Image Credit: Niethammer Zoltan/

Researchers at EPFL and Sungkyunkwan University in Korea have discovered a method to enhance the stability of PSCs. The researchers concentrated on the degradation of perovskite thin films, which can be damaged by moisture, heat, and light exposure. The research was conducted by the teams of Professors Michael Grätzel (EPFL) and Nam-Gyu Park (Sungkyunkwan University) and published in the journal Science.

The researchers analyzed two distinct crystal facets, which refer to the flat surface of the crystal and are defined by a certain arrangement of atoms. The arrangement of atoms on these facets can influence the crystal’s properties and behavior, including its stability and response to external stimuli such as moisture or heat.

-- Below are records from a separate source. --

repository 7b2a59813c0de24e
use serde::{Deserialize, Serialize};
use utoipa::ToSchema;
use validator::{Validate, ValidationError};

use super::entity::monitor;

/// Separator used for the `runsOn` column.
pub const RUNS_ON_SEPARATOR: &str = ",";

/// Monitor definition body for POST and PUT.
#[derive(Debug, Clone, Deserialize, Validate, ToSchema)]
#[serde(rename_all = "camelCase")]
pub struct MonitorRequest {
    /// Check name, unique together with `plugin`
    #[validate(length(min = 1, message = "name must not be empty"))]
    #[schema(example = "ping-local")]
    pub name: String,
    /// Plugin the check is bound to, by convention a plugin descriptor name
    #[validate(length(min = 1, message = "plugin must not be empty"))]
    #[schema(example = "ping")]
    pub plugin: String,
    pub enabled: bool,
    /// Hostnames the check runs on; not required to match any collector
    #[validate(
        length(min = 1, message = "runsOn must contain at least one hostname"),
        custom(function = validate_runs_on)
    )]
    pub runs_on: Vec<String>,
    /// Run interval in seconds
    #[validate(range(min = 1, message = "frequency must be at least 1 second"))]
    #[schema(example = 30)]
    pub frequency: i32,
    /// Opaque YAML blob handed to the plugin unparsed
    #[serde(default)]
    pub params: String,
}

fn validate_runs_on(runs_on: &[String]) -> Result<(), ValidationError> {
    if runs_on.iter().any(|host| host.trim().is_empty()) {
        let mut err = ValidationError::new("runs_on");
        err.message = Some("runsOn entries must not be empty".into());
        return Err(err);
    }
    // The column is comma-delimited, so a comma inside an entry would
    // silently split it into two hostnames on read-back
    if runs_on.iter().any(|host| host.contains(RUNS_ON_SEPARATOR)) {
        let mut err = ValidationError::new("runs_on");
        err.message = Some("runsOn entries must not contain ','".into());
        return Err(err);
    }
    Ok(())
}

#[derive(Debug, Serialize, ToSchema)]
#[serde(rename_all = "camelCase")]
pub struct MonitorResponse {
    pub name: String,
    pub plugin: String,
    pub enabled: bool,
    pub runs_on: Vec<String>,
    pub frequency: i32,
    pub params: String,
}

impl From<monitor::Model> for MonitorResponse {
    fn from(model: monitor::Model) -> Self {
        Self {
            name: model.name,
            plugin: model.plugin,
            enabled: model.enabled,
            runs_on: split_runs_on(&model.runs_on),
            frequency: model.frequency,
            params: model.params,
        }
    }
}

/// Column value for a `runsOn` list.
pub fn join_runs_on(runs_on: &[String]) -> String {
    runs_on.join(RUNS_ON_SEPARATOR)
}

/// List form of a stored `runsOn` column. Empty columns yield an empty
/// list rather than one empty hostname.
pub fn split_runs_on(column: &str) -> Vec<String> {
    column
        .split(RUNS_ON_SEPARATOR)
        .filter(|host| !host.is_empty())
        .map(str::to_owned)
        .collect()
}
use crate::config::AppConfig;
use sea_orm::DatabaseConnection;

/// Shared application state: the single database connection and the
/// resolved configuration.
#[derive(Clone)]
pub struct AppState {
    pub db: DatabaseConnection,
    pub config: AppConfig,
}
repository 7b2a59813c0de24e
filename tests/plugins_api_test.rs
mod common;

use axum::http::StatusCode;
use std::fs;
use tower::ServiceExt;

use common::{get_request, parse_response_body, test_app_with_plugin_dir};

fn write_descriptor(dir: &tempfile::TempDir, name: &str, content: &str) {
    fs::write(dir.path().join(name), content).unwrap();
}

#[tokio::test]
async fn list_should_return_sorted_descriptor_names() {
    let dir = tempfile::tempdir().unwrap();
    write_descriptor(&dir, "web.yaml", "name: web\n");
    write_descriptor(&dir, "ping.yaml", "name: ping\n");
    write_descriptor(&dir, "README.md", "not a plugin\n");

    let app = test_app_with_plugin_dir(dir.path().to_path_buf()).await;

    let response = app.oneshot(get_request("/api/plugins")).await.unwrap();
    assert_eq!(response.status(), StatusCode::OK);

    let body = parse_response_body(response.into_body()).await;
    assert_eq!(body, serde_json::json!(["ping", "web"]));
}

#[tokio::test]
async fn get_should_return_descriptor_as_json() {
    let dir = tempfile::tempdir().unwrap();
    write_descriptor(
        &dir,
        "ping.yaml",
        "name: ping\ndescription: ICMP echo check\nparams:\n  count:\n    default: 5\n",
    );

    let app = test_app_with_plugin_dir(dir.path().to_path_buf()).await;

    let response = app.oneshot(get_request("/api/plugins/ping")).await.unwrap();
    assert_eq!(response.status(), StatusCode::OK);

    let body = parse_response_body(response.into_body()).await;
    assert_eq!(body["name"], "ping");
    assert_eq!(body["params"]["count"]["default"], 5);
}

#[tokio::test]
async fn get_unknown_plugin_should_return_404() {
    let dir = tempfile::tempdir().unwrap();

    let app = test_app_with_plugin_dir(dir.path().to_path_buf()).await;

    let response = app.oneshot(get_request("/api/plugins/nope")).await.unwrap();

    assert_eq!(response.status(), StatusCode::NOT_FOUND);

    let body = parse_response_body(response.into_body()).await;
    assert_eq!(body["error"], "plugin 'nope' not found");
}

#[tokio::test]
async fn traversal_name_should_not_escape_plugin_dir() {
    let root = tempfile::tempdir().unwrap();
    let plugin_dir = root.path().join("plugins");
    fs::create_dir(&plugin_dir).unwrap();
    fs::write(root.path().join("outside.yaml"), "name: outside\n").unwrap();

    let app = test_app_with_plugin_dir(plugin_dir).await;

    let response = app
        .oneshot(get_request("/api/plugins/..%2Foutside"))
        .await
        .unwrap();

    assert_eq!(response.status(), StatusCode::NOT_FOUND);

    let body = parse_response_body(response.into_body()).await;
    assert_eq!(body["error"], "plugin '../outside' not found");
}

#[tokio::test]
async fn bundled_descriptors_should_be_served() {
    // Uses the real plugins/ directory shipped with the repo
    let app = common::test_app().await;

    let response = app
        .clone()
        .oneshot(get_request("/api/plugins"))
        .await
        .unwrap();
    let body = parse_response_body(response.into_body()).await;
    let names: Vec<&str> = body
        .as_array()
        .unwrap()
        .iter()
        .map(|v| v.as_str().unwrap())
        .collect();
    assert!(names.contains(&"ping"));
    assert!(names.contains(&"web"));

    let response = app.oneshot(get_request("/api/plugins/ping")).await.unwrap();
    assert_eq!(response.status(), StatusCode::OK);

    let body = parse_response_body(response.into_body()).await;
    assert_eq!(body["name"], "ping");
}
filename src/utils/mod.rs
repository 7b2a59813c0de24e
pub mod error;
pub mod logging;
pub mod response;

pub use error::AppError;
pub use response::{DeleteResponse, ErrorResponse};
pub mod dto;
pub mod entity;
pub mod handler;
pub mod service;
use axum::Json;

use super::dto::StatusResponse;
use super::service::uptime_secs;

/// Liveness probe.
#[utoipa::path(
    get,
    path = "/api/status",
    responses(
        (status = 200, description = "Server is alive", body = StatusResponse)
    ),
    tag = "Status"
)]
pub async fn get_status() -> Json<StatusResponse> {
    Json(StatusResponse {
        alive: true,
        version: env!("CARGO_PKG_VERSION"),
        uptime_secs: uptime_secs(),
    })
}
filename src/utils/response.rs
use serde::Serialize;
use utoipa::ToSchema;

/// Error body returned by every failing endpoint.
///
/// Format:
/// ```json
/// { "error": "monitor 'ping/local' not found" }
/// ```
#[derive(Debug, Serialize, ToSchema)]
pub struct ErrorResponse {
    pub error: String,
}

impl ErrorResponse {
    pub fn new(error: impl Into<String>) -> Self {
        Self {
            error: error.into(),
        }
    }
}

/// Confirmation body returned by the DELETE endpoints.
#[derive(Debug, Serialize, ToSchema)]
pub struct DeleteResponse {
    pub msg: String,
}

impl DeleteResponse {
    pub fn new(msg: impl Into<String>) -> Self {
        Self { msg: msg.into() }
    }
}
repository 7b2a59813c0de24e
use serde::{Deserialize, Serialize};
use utoipa::ToSchema;
use validator::Validate;

use super::entity::collector;

/// Heartbeat-style registration body for POST and PUT.
///
/// `lastSeen` is ignored if a client sends it; the server stamps its own.
#[derive(Debug, Deserialize, Validate, ToSchema)]
#[serde(rename_all = "camelCase")]
pub struct CollectorRequest {
    /// Unique host identifier
    #[validate(length(min = 1, max = 253, message = "hostname must be 1-253 characters"))]
    #[schema(example = "web-01.example.net")]
    pub hostname: String,
    /// Agent version reported by the host
    #[validate(length(min = 1, message = "version must not be empty"))]
    #[schema(example = "0.4.1")]
    pub version: String,
}

#[derive(Debug, Serialize, ToSchema)]
#[serde(rename_all = "camelCase")]
pub struct CollectorResponse {
    pub hostname: String,
    pub version: String,
    /// Server-assigned unix milliseconds of the last write
    pub last_seen: i64,
}

impl From<collector::Model> for CollectorResponse {
    fn from(model: collector::Model) -> Self {
        Self {
            hostname: model.hostname,
            version: model.version,
            last_seen: model.last_seen,
        }
    }
}

#[cfg(test)]
mod tests {
    use super::*;

    #[test]
    fn response_should_serialize_last_seen_as_camel_case() {
        let response = CollectorResponse {
            hostname: "web-01".to_string(),
            version: "0.4.1".to_string(),
            last_seen: 1724800000000,
        };

        let json = serde_json::to_string(&response).unwrap();

        assert!(json.contains("\"lastSeen\":1724800000000"));
        assert!(!json.contains("last_seen"));
    }

    #[test]
    fn request_with_empty_hostname_should_fail_validation() {
        let request = CollectorRequest {
            hostname: "".to_string(),
            version: "0.4.1".to_string(),
        };

        assert!(request.validate().is_err());
    }

    #[test]
    fn request_with_empty_version_should_fail_validation() {
        let request = CollectorRequest {
            hostname: "web-01".to_string(),
            version: "".to_string(),
        };

        assert!(request.validate().is_err());
    }

    #[test]
    fn valid_request_should_pass_validation() {
        let request = CollectorRequest {
            hostname: "web-01".to_string(),
            version: "0.4.1".to_string(),
        };

        assert!(request.validate().is_ok());
    }

    #[test]
    fn request_should_ignore_client_supplied_last_seen() {
        let request: CollectorRequest = serde_json::from_str(
            r#"{"hostname": "web-01", "version": "0.4.1", "lastSeen": 42}"#,
        )
        .unwrap();

        assert_eq!(request.hostname, "web-01");
    }
}
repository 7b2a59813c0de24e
pub mod collector;
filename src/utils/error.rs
use axum::{
    extract::rejection::JsonRejection,
    http::StatusCode,
    response::{IntoResponse, Response},
    Json,
};
use tracing::error;

use super::response::ErrorResponse;

/// Application-wide error type.
///
/// Every handler returns `Result<_, AppError>`; the `IntoResponse` impl
/// turns the variant into an HTTP status plus an `{"error": ...}` body.
#[derive(Debug)]
pub enum AppError {
    #[allow(dead_code)]
    BadRequest(String),
    NotFound(String),
    Conflict(String),
    ValidationError(String),
    JsonParseFailed(String),
    InternalError(String),
}

impl AppError {
    pub fn message(&self) -> String {
        match self {
            AppError::BadRequest(msg) => msg.clone(),
            AppError::NotFound(msg) => msg.clone(),
            AppError::Conflict(msg) => msg.clone(),
            AppError::ValidationError(msg) => msg.clone(),
            AppError::JsonParseFailed(msg) => format!("invalid request body: {}", msg),
            AppError::InternalError(msg) => msg.clone(),
        }
    }

    pub fn status_code(&self) -> StatusCode {
        match self {
            AppError::BadRequest(_) => StatusCode::BAD_REQUEST,
            AppError::NotFound(_) => StatusCode::NOT_FOUND,
            AppError::Conflict(_) => StatusCode::CONFLICT,
            AppError::ValidationError(_) => StatusCode::BAD_REQUEST,
            AppError::JsonParseFailed(_) => StatusCode::BAD_REQUEST,
            AppError::InternalError(_) => StatusCode::INTERNAL_SERVER_ERROR,
        }
    }
}

impl IntoResponse for AppError {
    fn into_response(self) -> Response {
        let status = self.status_code();
        let message = self.message();

        match &self {
            AppError::InternalError(_) => {
                error!("Internal server error: {}", message);
            }
            _ => {
                error!("Request failed [{}]: {}", status, message);
            }
        }

        (status, Json(ErrorResponse::new(message))).into_response()
    }
}

impl From<JsonRejection> for AppError {
    fn from(rejection: JsonRejection) -> Self {
        AppError::JsonParseFailed(rejection.to_string())
    }
}

impl From<validator::ValidationErrors> for AppError {
    fn from(errors: validator::ValidationErrors) -> Self {
        AppError::ValidationError(errors.to_string())
    }
}

impl From<sea_orm::DbErr> for AppError {
    fn from(err: sea_orm::DbErr) -> Self {
        match err {
            sea_orm::DbErr::RecordNotFound(msg) => AppError::NotFound(msg),
            sea_orm::DbErr::RecordNotUpdated => {
                AppError::NotFound("record not found".to_string())
            }
            other => AppError::InternalError(format!("database error: {}", other)),
        }
    }
}

/// Convenience constructors
impl AppError {
    #[allow(dead_code)]
    pub fn bad_request(msg: impl Into<String>) -> Self {
        AppError::BadRequest(msg.into())
    }

    pub fn not_found(msg: impl Into<String>) -> Self {
        AppError::NotFound(msg.into())
    }

    pub fn conflict(msg: impl Into<String>) -> Self {
        AppError::Conflict(msg.into())
    }

    pub fn internal_error(msg: impl Into<String>) -> Self {
        AppError::InternalError(msg.into())
    }
}

#[cfg(test)]
mod tests {
    use super::*;

    #[test]
    fn not_found_should_map_to_404() {
        let err = AppError::not_found("collector 'web-01' not found");

        assert_eq!(err.status_code(), StatusCode::NOT_FOUND);
        assert_eq!(err.message(), "collector 'web-01' not found");
    }

    #[test]
    fn conflict_should_map_to_409() {
        let err = AppError::conflict("monitor 'ping/local' already exists");

        assert_eq!(err.status_code(), StatusCode::CONFLICT);
    }

    #[test]
    fn validation_error_should_map_to_400() {
        let err = AppError::ValidationError("frequency must be at least 1".to_string());

        assert_eq!(err.status_code(), StatusCode::BAD_REQUEST);
    }

    #[test]
    fn json_parse_error_message_should_mention_request_body() {
        let err = AppError::JsonParseFailed("EOF while parsing".to_string());

        assert!(err.message().contains("invalid request body"));
        assert_eq!(err.status_code(), StatusCode::BAD_REQUEST);
    }
}
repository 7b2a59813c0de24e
use tokio::signal;

/// Signal handler for graceful shutdown.
///
/// Resolves when SIGTERM or SIGINT (Ctrl+C) is received, letting the
/// server finish in-flight requests before exiting.
pub async fn shutdown_signal() {
    let ctrl_c = async {
        signal::ctrl_c()
            .await
            .expect("Failed to install Ctrl+C handler");
    };

    #[cfg(unix)]
    let terminate = async {
        signal::unix::signal(signal::unix::SignalKind::terminate())
            .expect("Failed to install SIGTERM handler")
            .recv()
            .await;
    };

    #[cfg(not(unix))]
    let terminate = std::future::pending::<()>();

    tokio::select! {
        _ = ctrl_c => {
            tracing::info!("Received Ctrl+C signal");
        },
        _ = terminate => {
            tracing::info!("Received SIGTERM signal");
        },
    }

    tracing::info!("Initiating graceful shutdown...");
}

The scientists examined the (100) and (111) facets of perovskite crystals. The (100) facet is a plane perpendicular to the c-axis of a crystal, with its atoms aligned in a square grid pattern. The atoms in the (111) facet are aligned in a triangular grid.

The research discovered that the (100) facet, which is most frequently found in perovskite thin films, is highly prone to degradation because it can swiftly change to an unstable, inactive phase when exposed to moisture. The (111) facet, on the other hand, was discovered to be far more stable and resistant to degradation.

The researchers also discovered the reason for the degradation, which was a strong bond between the perovskite and water molecules that drove the change from the stable to unstable phase. They used this knowledge to create a technique known as “facet engineering,” in which they used unique ligand molecules to produce the more stable (111) facet. As a result, perovskite films were extraordinarily stable and resistant to both moisture and heat.

The research is a significant step forward in the development of PSCs, as stability is a major barrier to commercialization. The observations provide a better understanding of how the various crystal facets contribute to the stability of the films; by recognizing the most stable facets and figuring out ways to stimulate their growth, it might be possible to enhance the overall stability of PSCs and expedite their market entry as a reliable and cost-effective source of renewable energy.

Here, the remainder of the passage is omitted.